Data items

────────────────

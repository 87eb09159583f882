//! Test execution.

mod conditional;
mod dispatch;
mod login;
mod resolver;
mod result;
mod session;
mod stability;
mod verify;

pub use result::{ExecutionResult, RunStatus, StepResult};
pub use stability::{await_stable, Settled};

use crate::assist::ElementAssist;
use crate::classify::FailureKind;
use crate::config::{ActionKind, Credentials, EngineSettings, TestCase, Viewport};
use crate::driver::{BrowserDriver, LaunchOptions, PageDriver};
use crate::events::{DiagnosticKind, Envelope, Event, EventBus, EventSink, ExecutionId};
use crate::timeout::TimeoutPolicy;
use crate::uploads::UploadStore;
use crate::{Error, Result};
use chrono::Utc;
use futures::FutureExt;
use session::ExecutionSession;
use std::panic::AssertUnwindSafe;
use std::path::PathBuf;
use std::sync::Arc;
use std::time::{Duration, Instant};
use tokio::sync::broadcast;
use tokio::task::JoinHandle;
use tracing::{debug, error, info, warn};

/// Everything a step needs, borrowed for one execution.
#[derive(Clone, Copy)]
pub(crate) struct Ctx<'a> {
    pub page: &'a dyn PageDriver,
    pub settings: &'a EngineSettings,
    pub assist: &'a dyn ElementAssist,
    pub events: &'a EventSink,
    pub uploads: &'a UploadStore,
    /// Position of the running step, if any.
    pub step: Option<usize>,
}

impl Ctx<'_> {
    pub fn diagnostic(&self, kind: DiagnosticKind, message: impl Into<String>) {
        self.events.diagnostic(self.step, kind, message);
    }
}

/// Per-execution options.
#[derive(Debug, Clone, Default)]
pub struct RunOptions {
    pub headless: bool,
    pub slow_mo_ms: u64,
    /// Credentials for login-on-demand. Falls back to the test's own `login`.
    pub login: Option<Credentials>,
    pub viewport: Option<Viewport>,
    pub proxy: Option<String>,
    pub user_agent: Option<String>,
}

impl RunOptions {
    /// Options taken from the test's `browser` and `login` sections.
    pub fn from_test(test: &TestCase) -> Self {
        Self {
            headless: test.browser.headless,
            slow_mo_ms: test.browser.slow_mo_ms,
            login: test.login.clone(),
            viewport: test.browser.viewport,
            proxy: test.browser.proxy.clone(),
            user_agent: test.browser.user_agent.clone(),
        }
    }

    pub fn headless(mut self, headless: bool) -> Self {
        self.headless = headless;
        self
    }

    pub fn with_login(mut self, login: Credentials) -> Self {
        self.login = Some(login);
        self
    }
}

/// An execution running on its own task.
pub struct RunHandle {
    pub id: ExecutionId,
    /// Subscribed before the execution started, so no event is missed.
    pub events: broadcast::Receiver<Envelope>,
    handle: JoinHandle<ExecutionResult>,
}

impl RunHandle {
    /// Wait for the execution to finish.
    pub async fn result(self) -> Result<ExecutionResult> {
        self.handle
            .await
            .map_err(|e| Error::Driver(format!("execution task failed: {}", e)))
    }
}

/// Runs tests. Cheap to clone; executions share nothing but settings and the
/// event bus.
#[derive(Clone)]
pub struct Engine {
    driver: Arc<dyn BrowserDriver>,
    assist: Arc<dyn ElementAssist>,
    settings: Arc<EngineSettings>,
    uploads: Arc<UploadStore>,
    timeouts: TimeoutPolicy,
    bus: EventBus,
}

impl Engine {
    pub fn new(
        driver: Arc<dyn BrowserDriver>,
        assist: Arc<dyn ElementAssist>,
        settings: EngineSettings,
    ) -> Self {
        Self {
            driver,
            assist,
            uploads: Arc::new(UploadStore::new(settings.upload_dir.clone())),
            timeouts: TimeoutPolicy::new(settings.vocabulary.clone()),
            settings: Arc::new(settings),
            bus: EventBus::new(),
        }
    }

    /// Publish events on a shared bus instead of a private one.
    pub fn with_bus(mut self, bus: EventBus) -> Self {
        self.bus = bus;
        self
    }

    pub fn bus(&self) -> &EventBus {
        &self.bus
    }

    pub fn settings(&self) -> &EngineSettings {
        &self.settings
    }

    /// Run a test. Never fails; every failure ends up in the result.
    pub async fn execute(&self, test: &TestCase, opts: RunOptions) -> ExecutionResult {
        self.execute_with_id(ExecutionId::new(), test, opts).await
    }

    /// Run a test under a caller-chosen id, e.g. after subscribing to it.
    pub async fn execute_with_id(
        &self,
        id: ExecutionId,
        test: &TestCase,
        opts: RunOptions,
    ) -> ExecutionResult {
        let sink = self.bus.open(id);
        self.run(sink, test, &opts).await
    }

    /// Run a test, delivering every event to `on_event` as it happens.
    pub async fn execute_test<F>(
        &self,
        test: &TestCase,
        opts: RunOptions,
        on_event: F,
    ) -> ExecutionResult
    where
        F: Fn(&Event) + Send + Sync + 'static,
    {
        let sink = self.bus.open(ExecutionId::new()).with_hook(on_event);
        self.run(sink, test, &opts).await
    }

    /// Run a test on its own task.
    pub fn spawn(&self, test: TestCase, opts: RunOptions) -> RunHandle {
        let id = ExecutionId::new();
        let events = self.bus.subscribe(id);
        let engine = self.clone();
        let handle = tokio::spawn(async move { engine.execute_with_id(id, &test, opts).await });
        RunHandle { id, events, handle }
    }

    fn launch_options(&self, opts: &RunOptions) -> LaunchOptions {
        LaunchOptions {
            headless: opts.headless,
            slow_mo: Duration::from_millis(opts.slow_mo_ms),
            viewport: opts.viewport.map(|v| (v.width, v.height)),
            proxy: opts.proxy.clone(),
            user_agent: opts.user_agent.clone(),
            video_dir: Some(self.settings.video_dir.clone()),
        }
    }

    async fn run(&self, sink: EventSink, test: &TestCase, opts: &RunOptions) -> ExecutionResult {
        let id = sink.id();
        let started_at = Utc::now();
        info!("Running test: {} ({} steps) [{}]", test.name, test.steps.len(), id);
        sink.emit(Event::Start {
            timestamp: started_at,
            test_id: test.id.clone(),
            test_name: test.name.clone(),
            total_steps: test.steps.len(),
        });

        let mut steps = Vec::new();
        let mut error = None;
        let mut video = None;

        match ExecutionSession::open(self.driver.as_ref(), &self.launch_options(opts)).await {
            Err(e) => {
                error!("browser launch failed: {}", e);
                error = Some(format!("browser launch failed: {}", e));
            }
            Ok(session) => {
                {
                    let ctx = Ctx {
                        page: session.page(),
                        settings: &self.settings,
                        assist: self.assist.as_ref(),
                        events: &sink,
                        uploads: &self.uploads,
                        step: None,
                    };
                    let login = opts.login.as_ref().or(test.login.as_ref());
                    let gated = match login {
                        Some(creds) => {
                            let budget = self.timeouts.login_budget(test);
                            tokio::time::timeout(budget, login::gate(&ctx, test, creds))
                                .await
                                .unwrap_or(Err(Error::LoginTimeout {
                                    ms: budget.as_millis() as u64,
                                }))
                        }
                        None => Ok(()),
                    };
                    match gated {
                        Ok(()) => {
                            let run = AssertUnwindSafe(self.run_steps(&ctx, test, &mut steps))
                                .catch_unwind()
                                .await;
                            if let Err(panic) = run {
                                let msg = panic_message(panic.as_ref());
                                error!("step panicked: {}", msg);
                                if let Some(step) = test.steps.get(steps.len()) {
                                    let result = StepResult {
                                        step: step.step,
                                        action: step.action.name().to_string(),
                                        target: step.target.clone(),
                                        status: RunStatus::Failed,
                                        error: Some(format!("internal error: {}", msg)),
                                        failure_kind: Some(FailureKind::Application),
                                        timestamp: Utc::now(),
                                        screenshot: None,
                                        duration_ms: 0,
                                    };
                                    emit_step_end(&sink, &result);
                                    steps.push(result);
                                }
                            }
                        }
                        Err(e) => {
                            warn!("login failed: {}", e);
                            let message = e.to_string();
                            sink.emit(match e {
                                Error::LoginFailed(_) => Event::LoginFailed {
                                    timestamp: Utc::now(),
                                    message: message.clone(),
                                },
                                _ => Event::LoginError {
                                    timestamp: Utc::now(),
                                    message: message.clone(),
                                },
                            });
                            error = Some(message);
                        }
                    }
                }
                video = session.teardown(&self.settings.video_dir, id).await;
            }
        }

        let status = if error.is_none() && steps.iter().all(StepResult::passed) {
            RunStatus::Passed
        } else {
            RunStatus::Failed
        };
        let result = ExecutionResult {
            execution_id: id,
            test_id: test.id.clone(),
            test_name: test.name.clone(),
            status,
            steps,
            video,
            started_at,
            completed_at: Utc::now(),
            error,
        };

        match status {
            RunStatus::Passed => info!("✓ {} passed in {}ms", test.name, result.duration_ms()),
            RunStatus::Failed => info!(
                "✗ {} failed: {}",
                test.name,
                result.error_message().unwrap_or("unknown error")
            ),
        }
        sink.emit(Event::End {
            timestamp: result.completed_at,
            status,
            message: result.error_message().map(str::to_string),
        });
        self.bus.close(id);
        result
    }

    /// Run steps in order, stopping at the first failure.
    async fn run_steps(&self, base: &Ctx<'_>, test: &TestCase, results: &mut Vec<StepResult>) {
        for step in &test.steps {
            let ctx = Ctx {
                step: Some(step.step),
                ..*base
            };
            let budget = self.timeouts.timeout_for(step);
            info!(
                "Step {}/{}: {} {}",
                step.step,
                test.steps.len(),
                step.action.name(),
                step.target
            );
            debug!("step {} budget {:?}", step.step, budget);
            ctx.events.emit(Event::StepStart {
                timestamp: Utc::now(),
                step: step.step,
                action: step.action.name().to_string(),
                target: step.target.clone(),
            });

            let timestamp = Utc::now();
            let started = Instant::now();
            let outcome = match tokio::time::timeout(budget, dispatch::execute_step(&ctx, step)).await
            {
                Ok(outcome) => outcome,
                Err(_) if step.action == ActionKind::If => {
                    warn!(
                        "step {}: conditional ran past {:?}, continuing",
                        step.step, budget
                    );
                    Ok(())
                }
                Err(_) => Err(Error::StepTimeout {
                    ms: budget.as_millis() as u64,
                }),
            };
            let duration_ms = started.elapsed().as_millis() as u64;

            let mut result = StepResult {
                step: step.step,
                action: step.action.name().to_string(),
                target: step.target.clone(),
                status: RunStatus::Passed,
                error: None,
                failure_kind: None,
                timestamp,
                screenshot: None,
                duration_ms,
            };
            let failed = outcome.is_err();
            if let Err(e) = outcome {
                warn!("Step {} failed: {}", step.step, e);
                result.status = RunStatus::Failed;
                result.failure_kind = Some(FailureKind::of(&e, &self.settings.vocabulary));
                result.error = Some(e.to_string());
                result.screenshot = self.capture_failure(&ctx, step.step).await;
            }
            emit_step_end(ctx.events, &result);
            results.push(result);
            if failed {
                return;
            }
        }
    }

    async fn capture_failure(&self, ctx: &Ctx<'_>, step: usize) -> Option<PathBuf> {
        if ctx.page.is_closed().await {
            return None;
        }
        let bytes = match ctx.page.screenshot().await {
            Ok(bytes) => bytes,
            Err(e) => {
                debug!("failure screenshot failed: {}", e);
                return None;
            }
        };
        let dir = &self.settings.screenshot_dir;
        let path = dir.join(format!("{}-step-{}.png", ctx.events.id(), step));
        let written = async {
            tokio::fs::create_dir_all(dir).await?;
            tokio::fs::write(&path, &bytes).await
        }
        .await;
        match written {
            Ok(()) => Some(path),
            Err(e) => {
                debug!("writing {} failed: {}", path.display(), e);
                None
            }
        }
    }
}

fn emit_step_end(sink: &EventSink, result: &StepResult) {
    sink.emit(Event::StepEnd {
        timestamp: Utc::now(),
        step: result.step,
        action: result.action.clone(),
        target: result.target.clone(),
        status: result.status,
        message: result.error.clone(),
        duration_ms: result.duration_ms,
    });
}

fn panic_message(panic: &(dyn std::any::Any + Send)) -> String {
    if let Some(s) = panic.downcast_ref::<&str>() {
        s.to_string()
    } else if let Some(s) = panic.downcast_ref::<String>() {
        s.clone()
    } else {
        "panic".to_string()
    }
}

────────────────

- Exercise details:
All lines with the word "info" must be located in the data and copied.

- Response area:
use tracing::{debug, error, info, warn};
        info!("Running test: {} ({} steps) [{}]", test.name, test.steps.len(), id);
            RunStatus::Passed => info!("✓ {} passed in {}ms", test.name, result.duration_ms()),
            RunStatus::Failed => info!(
            info!(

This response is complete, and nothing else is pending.